The Cost of Doing Business

By Kate Sphar, Senior Consultant, Dewey & Kaye

With the onset of our current economic condition, nonprofit organizations have become increasingly cautious about their spending. Are we stretching every dime as far as we can? Are there costs we can cut while we weather the storm?

The resulting dialogue has focused on what is the "acceptable" level of overhead costs for nonprofits.  A recent article in the Stanford Social Innovation Review by Ann Goggins Gregory and Don Howard entitled "The Nonprofit Starvation Cycle", highlights a trend that has been prevalent for years — that nonprofits consistently underestimate and underreport the true cost of delivering quality service.  Grantors often limit levels of overhead spending to 15 or 20%, numbers that pale in comparison to the levels of indirect expense carried by companies in the for–profit sector.

The authors' hypothesis is that funders have unrealistic expectations of the level of indirect expense it takes to adequately support mission–driven programs.  These expectations drive a cycle that forces organizations to continuously stretch their resources further and further.  The cost of this underfunding is inevitably a decline in either the quantity of services available or the quality of those services, neither of which serves our communities well. 

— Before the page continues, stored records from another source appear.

impl PagedSession {
    /// Builds a session from `source`, filling the first window synchronously.
    ///
    /// Background workers are only started when the source holds more
    /// records than the first window takes.
    pub fn new(
        key: SessionKey,
        source: Box<dyn RecordSource>,
        options: SessionOptions,
        metrics: Arc<dyn CacheMetrics>,
    ) -> Result<Self> {
        options.validate()?;
        let mut lease = SourceLease::new(source);
        let serializer = lease.serializer();
        let per_page = options.records_per_page;

        let mut consumed: Vec<String> = Vec::new();
        let mut pages = HashMap::new();
        let mut exhausted = false;
        for index in 0..options.buffer_pages {
            let start = consumed.len();
            while consumed.len() - start < per_page {
                match lease.next_record()? {
                    Some(record) => consumed.push(record),
                    None => {
                        exhausted = true;
                        break;
                    }
                }
            }
            if consumed.len() == start {
                break;
            }
            let raw = consumed[start..].iter().cloned().map(Ok);
            pages.insert(index, Page::build(index, raw, serializer.as_ref())?);
            if exhausted {
                break;
            }
        }
        let overflow = if exhausted {
            None
        } else {
            lease.next_record()?
        };
        let initial_pages = pages.len();

        let Some(overflow) = overflow else {
            lease.release();
            debug!(key = %key, pages = initial_pages, "session.create.in_memory");
            let shared = Self::shared(key, options, serializer, metrics, pages, None, SwapPhase::NotNeeded);
            return Ok(Self {
                shared: Arc::new(shared),
                workers: Mutex::new(Workers::default()),
            });
        };

        consumed.push(overflow);
        let mut store = SwapStore::create(&key, &options.swap, options.max_swap_records)?;
        store.open()?;
        store.seed(&consumed)?;
        drop(consumed);

        let shared = Arc::new(Self::shared(
            key,
            options,
            serializer,
            metrics,
            pages,
            Some(Mutex::new(store)),
            SwapPhase::Building,
        ));
        let session = Self {
            shared: Arc::clone(&shared),
            workers: Mutex::new(Workers::default()),
        };

        let updater = workers::spawn_updater(Arc::clone(&shared))?;
        session.workers.lock().updater = Some(updater);

        let gate = Arc::new(StartGate::new());
        let builder = workers::spawn_builder(Arc::clone(&shared), lease, Arc::clone(&gate))?;
        session.workers.lock().builder = Some(builder);
        if gate.wait(shared.options.max_wait).is_none() {
            warn!(key = %shared.key, "session.builder.start_timeout");
        }
        debug!(
            key = %shared.key,
            pages = initial_pages,
            "session.create.swapped"
        );
        Ok(session)
    }

    fn shared(
        key: SessionKey,
        options: SessionOptions,
        serializer: Arc<dyn RecordSerializer>,
        metrics: Arc<dyn CacheMetrics>,
        pages: HashMap<usize, Page>,
        store: Option<Mutex<SwapStore>>,
        phase: SwapPhase,
    ) -> SessionShared {
        SessionShared {
            key,
            options,
            serializer,
            metrics,
            initial_pages: pages.len(),
            window: Mutex::new(WindowState { pages, current: 0 }),
            store,
            phase: Mutex::new(phase),
            created: Instant::now(),
            last_access_ms: AtomicU64::new(0),
            destroyed: AtomicBool::new(false),
            updates: Signal::new(),
            cancel: AtomicBool::new(false),
        }
    }

    /// Session key.
    pub fn key(&self) -> &SessionKey {
        &self.shared.key
    }

    /// Total page count, `Pending` while the swap is being built or if the build failed.
    pub fn total_pages(&self) -> TotalPages {
        self.shared.total_pages()
    }

    /// Returns true when the result needed a swap and background workers.
    pub fn is_swapped(&self) -> bool {
        self.shared.store.is_some()
    }

    /// Pages currently held in the window.
    pub fn available_pages(&self) -> Result<usize> {
        let window = lock_for(&self.shared.window, Some(self.shared.options.max_wait), "page window")?;
        Ok(window.pages.len())
    }

    /// Indices currently held in the window, ascending.
    pub fn window_pages(&self) -> Result<Vec<usize>> {
        let window = lock_for(&self.shared.window, Some(self.shared.options.max_wait), "page window")?;
        let mut indices: Vec<usize> = window.pages.keys().copied().collect();
        indices.sort_unstable();
        Ok(indices)
    }

    /// Reports whether page `index` exists.
    ///
    /// While the total is pending only indices held in the window can be
    /// confirmed; anything else is `Unavailable`.
    pub fn exists(&self, index: usize) -> Result<bool> {
        if self.shared.is_destroyed() {
            return Err(CacheError::Expired);
        }
        match self.shared.total_pages() {
            TotalPages::Known(total) => Ok(index < total),
            TotalPages::Pending => {
                if index < self.shared.initial_pages {
                    return Ok(true);
                }
                let window =
                    lock_for(&self.shared.window, Some(self.shared.options.max_wait), "page window")?;
                if window.pages.contains_key(&index) {
                    Ok(true)
                } else {
                    Err(CacheError::Unavailable("total pages not yet known"))
                }
            }
        }
    }

    /// Returns page `index` stamped with live session statistics.
    pub fn get_page(&self, index: usize) -> Result<Page> {
        let shared = &self.shared;
        let max_wait = Some(shared.options.max_wait);
        {
            let mut window = lock_for(&shared.window, max_wait, "page window")?;
            if shared.is_destroyed() {
                return Err(CacheError::Expired);
            }
            shared.touch();
            if let Some(page) = window.pages.get(&index).cloned() {
                window.current = index;
                let in_memory = window.pages.len();
                drop(window);
                shared.metrics.page_served(true);
                shared.updates.notify();
                trace!(key = %shared.key, index, "session.get_page.hit");
                return Ok(page.stamped(self.header(index, in_memory)));
            }
        }

        let page = self.read_from_swap(index)?;
        let in_memory = {
            let mut window = lock_for(&shared.window, max_wait, "page window")?;
            if shared.is_destroyed() {
                return Err(CacheError::Expired);
            }
            window.current = index;
            window.pages.len()
        };
        shared.metrics.page_served(false);
        shared.updates.notify();
        debug!(key = %shared.key, index, "session.get_page.miss");
        Ok(page.stamped(self.header(index, in_memory)))
    }

    fn read_from_swap(&self, index: usize) -> Result<Page> {
        let shared = &self.shared;
        let Some(store) = shared.store.as_ref() else {
            return Err(CacheError::NoSuchPage(index));
        };
        match shared.total_pages() {
            TotalPages::Pending => return Err(CacheError::Unavailable("total pages not yet known")),
            TotalPages::Known(total) if index >= total => return Err(CacheError::NoSuchPage(index)),
            TotalPages::Known(_) => {}
        }
        let mut store = lock_for(store, Some(shared.options.max_wait), "swap store")?;
        if shared.is_destroyed() {
            return Err(CacheError::Expired);
        }
        shared.read_page(&mut store, index)
    }

    fn header(&self, index: usize, in_memory: usize) -> PageHeader {
        PageHeader {
            page_key: Some(self.shared.key.clone()),
            current_page: index,
            in_memory_pages: in_memory,
            total_pages: self.shared.total_pages(),
        }
    }

    /// First page for a result that is handed out without registration.
    pub(crate) fn unregistered_first_page(&self) -> Result<Option<Page>> {
        let window = lock_for(&self.shared.window, Some(self.shared.options.max_wait), "page window")?;
        Ok(window.pages.get(&0).map(|page| {
            page.stamped(PageHeader {
                page_key: None,
                current_page: 0,
                in_memory_pages: window.pages.len(),
                total_pages: self.shared.total_pages(),
            })
        }))
    }

    /// Returns true once the session has been idle longer than its expiry.
    pub fn is_expired(&self) -> bool {
        match self.shared.options.expired_after {
            Some(limit) => self.idle_for() > limit,
            None => false,
        }
    }

    /// Time since the last page request.
    pub fn idle_for(&self) -> Duration {
        self.shared.idle_for()
    }

    /// Returns true once [`PagedSession::cleanup`] has succeeded.
    pub fn is_destroyed(&self) -> bool {
        self.shared.is_destroyed()
    }

    /// Tears the session down, waiting up to `timeout` for each lock
    /// (`None` waits without bound). Repeated calls after success are no-ops.
    pub fn cleanup(&self, timeout: Option<Duration>) -> Result<()> {
        let shared = &self.shared;
        if shared.is_destroyed() {
            return Ok(());
        }
        shared.cancel.store(true, Ordering::Release);
        shared.updates.stop();

        {
            let mut store = match shared.store.as_ref() {
                Some(store) => Some(lock_for(store, timeout, "swap store")?),
                None => None,
            };
            let mut window = lock_for(&shared.window, timeout, "page window")?;
            if shared.is_destroyed() {
                return Ok(());
            }
            window.pages.clear();
            shared.destroyed.store(true, Ordering::Release);
            drop(window);
            if let Some(store) = store.as_mut() {
                if let Err(err) = store.cleanup() {
                    warn!(key = %shared.key, error = %err, "session.cleanup.swap_error");
                }
            }
        }

        let mut workers = self.workers.lock();
        if let Some(updater) = workers.updater.take() {
            if updater.join().is_err() {
                warn!(key = %shared.key, "session.updater.panicked");
            }
        }
        if workers.builder.as_ref().is_some_and(JoinHandle::is_finished) {
            if let Some(builder) = workers.builder.take() {
                if builder.join().is_err() {
                    warn!(key = %shared.key, "session.builder.panicked");
                }
            }
        }
        debug!(key = %shared.key, "session.cleanup.done");
        Ok(())
    }

    /// One-line diagnostic summary: window indices with the current page
    /// marked, idle time and total pages.
    pub fn describe(&self) -> String {
        let mut out = format!("session {}: pages [", self.shared.key);
        match self.shared.window.try_lock() {
            Some(window) => {
                let mut indices: Vec<usize> = window.pages.keys().copied().collect();
                indices.sort_unstable();
                for (pos, index) in indices.iter().enumerate() {
                    if pos > 0 {
                        out.push(' ');
                    }
                    if *index == window.current {
                        out.push('*');
                    }
                    let _ = write!(out, "{index}");
                }
            }
            None => out.push_str("busy"),
        }
        let total = match self.total_pages() {
            TotalPages::Known(total) => total.to_string(),
            TotalPages::Pending => "?".to_owned(),
        };
        let _ = write!(
            out,
            "] idle {}ms total {total}",
            self.idle_for().as_millis()
        );
        out
    }
}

The article suggests that funders and grantees need to strive for more open and honest conversation about the real investment in infrastructure that needs to be made in order to sustain high quality programs.  So let's hypothesize for a moment that funders welcome honest analysis of program costs and are willing to fund greater infrastructure investments.  And let's also say that nonprofit organizations are willing to share their budget estimates and reports without fear of negative repercussions.  In this idealized world, is the problem solved?  Does honest conversation alone lead to well̵funded organizations that offer high–quality programs and services?

I would argue that in that world the issue of nonprofit starvation remains, due to a fundamental lack of understanding within organizations about how much it currently costs to deliver programs, let alone how much it should cost to ensure quality outcomes.  In my work, I frequently encounter organizations that have little idea how much it costs them, in both direct and indirect expense, to deliver a unit of service.  Nor can most adequately allocate how much time each employee spends on various direct and indirect activities.  Most dangerously, nonprofit boards often aren't getting the right information, or are unaware of what financial information they need to make wise decisions.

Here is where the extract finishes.